§ **Exercise objective**
The records follow. Print, word for word, the first line through the "let mut session = Self::new(root)?;" line.

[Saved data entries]
* * *
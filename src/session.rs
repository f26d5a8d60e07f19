//! One editing/navigation session over a map.
//!
//! `MapSession` owns the current tree snapshot plus the UI-facing state that
//! lives outside the tree: the drill path, the selection, and the hover id.
//! Every user event maps to one method; each mutation builds a complete new
//! snapshot through the copy-on-write layer and swaps it in with a single
//! assignment, so a reader of the previous snapshot never sees a half-done
//! edit.

use crate::document;
use crate::error::MapError;
use crate::locate;
use crate::model::{MapNode, ROOT_ID};
use crate::mutate::{self, NodePatch};
use crate::navigation::DrillPath;
use crate::visibility;

pub struct MapSession {
    tree: MapNode,
    drill_path: DrillPath,
    selected: Option<String>,
    hovered: Option<String>,
}

/// One breadcrumb entry, resolved against the current snapshot.
#[derive(Debug, Clone, PartialEq, Eq)]
pub struct Crumb {
    pub id: String,
    pub label: String,
}

/// Read-only projection handed to a renderer: the focus root with whatever
/// is currently visible under it, the breadcrumb trail, and the selection.
pub struct MapView<'a> {
    pub focus_root: &'a MapNode,
    pub breadcrumbs: Vec<Crumb>,
    pub selected: Option<&'a MapNode>,
    pub hovered: Option<&'a MapNode>,
}

impl MapSession {
    /// Start a session on a validated document, keeping its visibility
    /// state exactly as stored.
    pub fn new(root: MapNode) -> Result<Self, MapError> {
        document::validate(&root)?;
        Ok(MapSession {
            tree: root,
            drill_path: DrillPath::new(),
            selected: None,
            hovered: None,
        })
    }

    /// Start a browsing session: same as [`new`](Self::new) but applies the
    /// first-load policy (everything below level 1 pre-collapsed) so a large
    /// document opens readable.
    pub fn open(root: MapNode) -> Result<Self, MapError> {
        let mut session = Self::new(root)?;
        session.tree = visibility::collapse_below_first_level(&session.tree);
        Ok(session)
    }

    // ------------------------------------------------------------------
    // Snapshot access
    // ------------------------------------------------------------------

    pub fn tree(&self) -> &MapNode {
        &self.tree
    }

    /// The node currently being viewed: the top of the drill path resolved
    /// against the snapshot. A dangling path id (never reachable through the
    /// delete guard, but defended anyway) falls back to the absolute root.
    pub fn focus_root(&self) -> &MapNode {
        locate::find(&self.tree, self.drill_path.current()).unwrap_or(&self.tree)
    }

    pub fn drill_path(&self) -> &DrillPath {
        &self.drill_path
    }

    /// Selection re-resolved against the current snapshot; a selection whose
    /// node has gone resolves to `None` rather than dangling.
    pub fn selected_node(&self) -> Option<&MapNode> {
        self.selected.as_deref().and_then(|id| locate::find(&self.tree, id))
    }

    pub fn selected_id(&self) -> Option<&str> {
        self.selected.as_deref()
    }

    pub fn view(&self) -> MapView<'_> {
        MapView {
            focus_root: self.focus_root(),
            breadcrumbs: self.breadcrumbs(),
            selected: self.selected_node(),
            hovered: self.hovered.as_deref().and_then(|id| locate::find(&self.tree, id)),
        }
    }

    /// Breadcrumb trail with labels resolved per entry; an unresolvable id
    /// shows the id itself.
    pub fn breadcrumbs(&self) -> Vec<Crumb> {
        self.drill_path
            .ids()
            .iter()
            .map(|id| Crumb {
                id: id.clone(),
                label: locate::find(&self.tree, id)
                    .map(|n| n.label.clone())
                    .unwrap_or_else(|| id.clone()),
            })
            .collect()
    }

    pub fn export_json(&self) -> Result<String, MapError> {
        document::export_string(&self.tree)
    }

    // ------------------------------------------------------------------
    // Selection and hover
    // ------------------------------------------------------------------

    /// Click: select the node. Unknown ids are ignored.
    pub fn click(&mut self, id: &str) {
        if locate::contains(&self.tree, id) {
            self.selected = Some(id.to_string());
        }
    }

    pub fn clear_selection(&mut self) {
        self.selected = None;
    }

    pub fn hover(&mut self, id: Option<&str>) {
        self.hovered = id.map(str::to_string);
    }

    // ------------------------------------------------------------------
    // Navigation
    // ------------------------------------------------------------------

    /// Double-click / drill-down: focus the subtree under `id`. A collapsed
    /// target is expanded first so drilling in always reveals its children.
    /// Unknown ids are ignored (the path must only ever hold live nodes).
    pub fn drill_into(&mut self, id: &str) {
        let Some(target) = locate::find(&self.tree, id) else {
            return;
        };
        if target.collapsed {
            self.tree = visibility::toggle_collapse(&self.tree, id);
        }
        self.drill_path.push(id);
        self.selected = None;
    }

    /// Drill-up: leave the current focus root, expanding it in the parent
    /// view so the place the user came from stays visible. No-op at the
    /// absolute root. Returns whether the view moved.
    pub fn drill_up(&mut self) -> bool {
        if self.drill_path.is_at_root() {
            return false;
        }
        let leaving = self.drill_path.current().to_string();
        let was_collapsed = locate::find(&self.tree, &leaving).map(|n| n.collapsed).unwrap_or(false);
        if was_collapsed {
            self.tree = visibility::toggle_collapse(&self.tree, &leaving);
        }
        self.drill_path.pop()
    }

    /// Breadcrumb jump to `index` in the trail. Pure path truncation, no
    /// visibility side effect.
    pub fn breadcrumb_jump(&mut self, index: usize) {
        self.drill_path.truncate_to(index);
    }

    // ------------------------------------------------------------------
    // Visibility
    // ------------------------------------------------------------------

    pub fn toggle_collapse(&mut self, id: &str) {
        self.tree = visibility::toggle_collapse(&self.tree, id);
    }

    /// Expand every node in the current focus root's subtree.
    pub fn expand_all(&mut self) {
        let focus = self.drill_path.current().to_string();
        self.tree = visibility::expand_all(&self.tree, &focus);
    }

    /// Collapse every strict descendant of the current focus root. Nodes
    /// outside the focused subtree are untouched.
    pub fn collapse_all(&mut self) {
        let focus = self.drill_path.current().to_string();
        self.tree = visibility::collapse_all(&self.tree, &focus);
    }

    // ------------------------------------------------------------------
    // Structural edits
    // ------------------------------------------------------------------

    /// Add a fresh node under the selection, or under the focus root when
    /// nothing is selected. Returns the new node's id.
    pub fn add_node(&mut self) -> String {
        let target = self
            .selected
            .clone()
            .unwrap_or_else(|| self.drill_path.current().to_string());
        self.add_node_under(&target)
    }

    /// Add a fresh node under an explicit parent. Returns the new id; an
    /// unknown parent leaves the tree unchanged but still burns the id.
    pub fn add_node_under(&mut self, parent_id: &str) -> String {
        let child = mutate::fresh_node();
        let id = child.id.clone();
        self.tree = mutate::add_child(&self.tree, parent_id, child);
        id
    }

    /// Delete the node `id`. Rejected (tree untouched) for the root and for
    /// any node on the active drill path; a miss is a quiet no-op. Returns
    /// whether a node was actually removed.
    pub fn delete_node(&mut self, id: &str) -> Result<bool, MapError> {
        if id == ROOT_ID {
            return Err(MapError::DeleteRoot);
        }
        if self.drill_path.contains(id) {
            return Err(MapError::DeleteOnDrillPath(id.to_string()));
        }
        let (next, removed) = mutate::remove_node(&self.tree, id);
        if removed {
            self.tree = next;
            if self.selected.as_deref() == Some(id) {
                self.selected = None;
            }
        }
        Ok(removed)
    }

    /// Delete the currently selected node, if any.
    pub fn delete_selected(&mut self) -> Result<bool, MapError> {
        match self.selected.clone() {
            Some(id) => self.delete_node(&id),
            None => Ok(false),
        }
    }

    /// Apply a partial patch to the node `id`. A miss is a quiet no-op.
    pub fn update_node(&mut self, id: &str, patch: &NodePatch) {
        self.tree = mutate::update_node(&self.tree, id, patch);
    }
}
use crossterm::{
    event::{self, DisableMouseCapture, EnableMouseCapture, Event, KeyCode, KeyEventKind},
    execute,
    terminal::{disable_raw_mode, enable_raw_mode, EnterAlternateScreen, LeaveAlternateScreen},
};
use mycomind::{document, MapError, MapNode, MapSession, NodePatch};
use ratatui::{
    backend::CrosstermBackend,
    layout::{Constraint, Direction, Layout, Rect},
    style::{Color, Modifier, Style},
    text::{Line, Span},
    widgets::{Block, Borders, Clear, List, ListItem, ListState, Paragraph, Wrap},
    Frame, Terminal,
};
use std::path::Path;

// ============================================================================
// TUI Mode
// ============================================================================

/// TUI operating mode
#[derive(Clone, Copy, PartialEq)]
enum TuiMode {
    Navigate,      // Browsing the focused subtree
    EditLabel,     // Renaming the cursor node
    ConfirmDelete, // y/n prompt before deleting
    Help,          // Key reference overlay
}

/// One visible row of the tree pane: a node id plus its indent depth
/// relative to the focus root.
struct Row {
    id: String,
    depth: usize,
}

/// TUI application state wrapping one editing session.
struct TuiApp {
    session: MapSession,
    rows: Vec<Row>,
    list_state: ListState,
    mode: TuiMode,
    edit_buffer: String,
    status_message: String,
    dirty: bool,
}

impl TuiApp {
    fn new(session: MapSession) -> Self {
        let mut list_state = ListState::default();
        list_state.select(Some(0));
        let mut app = TuiApp {
            session,
            rows: Vec::new(),
            list_state,
            mode: TuiMode::Navigate,
            edit_buffer: String::new(),
            status_message: String::new(),
            dirty: false,
        };
        app.rebuild_rows();
        app
    }

    /// Flatten the focus root's visible subtree into list rows. Hidden
    /// children stay out; collapsed nodes render as a single row.
    fn rebuild_rows(&mut self) {
        self.rows.clear();
        let focus = self.session.focus_root().clone();
        for child in &focus.children {
            push_rows(child, 0, &mut self.rows);
        }

        if self.rows.is_empty() {
            self.list_state.select(None);
        } else {
            let idx = self.list_state.selected().unwrap_or(0).min(self.rows.len() - 1);
            self.list_state.select(Some(idx));
        }
        self.sync_selection();
    }

    /// Keep the engine selection on the cursor row.
    fn sync_selection(&mut self) {
        match self.cursor_id() {
            Some(id) => self.session.click(&id),
            None => self.session.clear_selection(),
        }
    }

    fn cursor_id(&self) -> Option<String> {
        self.list_state.selected().and_then(|i| self.rows.get(i)).map(|r| r.id.clone())
    }

    fn cursor_node(&self) -> Option<&MapNode> {
        self.session.selected_node()
    }

    fn select_next(&mut self) {
        if self.rows.is_empty() {
            return;
        }
        let i = self.list_state.selected().unwrap_or(0);
        self.list_state.select(Some((i + 1).min(self.rows.len() - 1)));
        self.sync_selection();
    }

    fn select_prev(&mut self) {
        let i = self.list_state.selected().unwrap_or(0);
        self.list_state.select(Some(i.saturating_sub(1)));
        self.sync_selection();
    }

    fn select_first(&mut self) {
        if !self.rows.is_empty() {
            self.list_state.select(Some(0));
            self.sync_selection();
        }
    }

    fn select_last(&mut self) {
        if !self.rows.is_empty() {
            self.list_state.select(Some(self.rows.len() - 1));
            self.sync_selection();
        }
    }

    /// Move the cursor to the row holding `id`, if it is visible.
    fn cursor_to(&mut self, id: &str) {
        if let Some(i) = self.rows.iter().position(|r| r.id == id) {
            self.list_state.select(Some(i));
            self.sync_selection();
        }
    }

    fn drill_into_cursor(&mut self) {
        if let Some(id) = self.cursor_id() {
            // Drilling into a collapsed node expands it, which edits the tree
            let was_collapsed = self.cursor_node().map(|n| n.collapsed).unwrap_or(false);
            self.session.drill_into(&id);
            if was_collapsed {
                self.dirty = true;
            }
            self.list_state.select(Some(0));
            self.rebuild_rows();
            self.status_message = format!(
                "Entered {} ({} rows)",
                self.session.focus_root().label,
                self.rows.len()
            );
        }
    }

    fn drill_up(&mut self) {
        let left = self.session.focus_root().clone();
        if self.session.drill_up() {
            if left.collapsed {
                self.dirty = true;
            }
            self.rebuild_rows();
            self.cursor_to(&left.id);
            self.status_message = format!("Back to {}", self.session.focus_root().label);
        } else {
            self.status_message = "Already at root".to_string();
        }
    }

    fn toggle_cursor(&mut self) {
        if let Some(id) = self.cursor_id() {
            let had_children = self
                .cursor_node()
                .map(|n| n.has_children())
                .unwrap_or(false);
            if !had_children {
                self.status_message = "Nothing to fold".to_string();
                return;
            }
            self.session.toggle_collapse(&id);
            self.rebuild_rows();
            self.dirty = true;
            let collapsed = self.cursor_node().map(|n| n.collapsed).unwrap_or(false);
            self.status_message =
                format!("{} {}", if collapsed { "Collapsed" } else { "Expanded" }, id);
        }
    }

    fn add_under_cursor(&mut self) {
        let new_id = self.session.add_node();
        self.rebuild_rows();
        self.cursor_to(&new_id);
        self.dirty = true;
        self.status_message = "Added node (r to rename)".to_string();
    }

    fn delete_cursor(&mut self) {
        let Some(id) = self.cursor_id() else {
            self.status_message = "Nothing selected".to_string();
            return;
        };
        match self.session.delete_node(&id) {
            Ok(true) => {
                self.rebuild_rows();
                self.dirty = true;
                self.status_message = format!("Deleted {}", id);
            }
            Ok(false) => {
                self.status_message = format!("No node with id {}", id);
            }
            Err(e) => {
                // Guard rejection: nothing changed, tell the user why
                self.status_message = format!("Rejected: {}", e);
            }
        }
    }

    fn begin_rename(&mut self) {
        if let Some(node) = self.cursor_node() {
            self.edit_buffer = node.label.clone();
            self.mode = TuiMode::EditLabel;
        } else {
            self.status_message = "Nothing selected".to_string();
        }
    }

    fn commit_rename(&mut self) {
        if let Some(id) = self.cursor_id() {
            let label = self.edit_buffer.trim().to_string();
            if !label.is_empty() {
                self.session.update_node(&id, &NodePatch::label(label));
                self.dirty = true;
                self.status_message = format!("Renamed {}", id);
            }
        }
        self.edit_buffer.clear();
        self.mode = TuiMode::Navigate;
    }

    fn save(&mut self, path: &Path) {
        match document::save_file(path, self.session.tree()) {
            Ok(()) => {
                self.dirty = false;
                self.status_message = format!("Saved to {}", path.display());
            }
            Err(e) => {
                self.status_message = format!("Save failed: {}", e);
            }
        }
    }
}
* * *
§ **Answer area**
filename src/session.rs
repository f26d5a8d60e07f19
//! One editing/navigation session over a map.
//!
//! `MapSession` owns the current tree snapshot plus the UI-facing state that
//! lives outside the tree: the drill path, the selection, and the hover id.
//! Every user event maps to one method; each mutation builds a complete new
//! snapshot through the copy-on-write layer and swaps it in with a single
//! assignment, so a reader of the previous snapshot never sees a half-done
//! edit.

use crate::document;
use crate::error::MapError;
use crate::locate;
use crate::model::{MapNode, ROOT_ID};
use crate::mutate::{self, NodePatch};
use crate::navigation::DrillPath;
use crate::visibility;

pub struct MapSession {
    tree: MapNode,
    drill_path: DrillPath,
    selected: Option<String>,
    hovered: Option<String>,
}

/// One breadcrumb entry, resolved against the current snapshot.
#[derive(Debug, Clone, PartialEq, Eq)]
pub struct Crumb {
    pub id: String,
    pub label: String,
}

/// Read-only projection handed to a renderer: the focus root with whatever
/// is currently visible under it, the breadcrumb trail, and the selection.
pub struct MapView<'a> {
    pub focus_root: &'a MapNode,
    pub breadcrumbs: Vec<Crumb>,
    pub selected: Option<&'a MapNode>,
    pub hovered: Option<&'a MapNode>,
}

impl MapSession {
    /// Start a session on a validated document, keeping its visibility
    /// state exactly as stored.
    pub fn new(root: MapNode) -> Result<Self, MapError> {
        document::validate(&root)?;
        Ok(MapSession {
            tree: root,
            drill_path: DrillPath::new(),
            selected: None,
            hovered: None,
        })
    }

    /// Start a browsing session: same as [`new`](Self::new) but applies the
    /// first-load policy (everything below level 1 pre-collapsed) so a large
    /// document opens readable.
    pub fn open(root: MapNode) -> Result<Self, MapError> {
        let mut session = Self::new(root)?;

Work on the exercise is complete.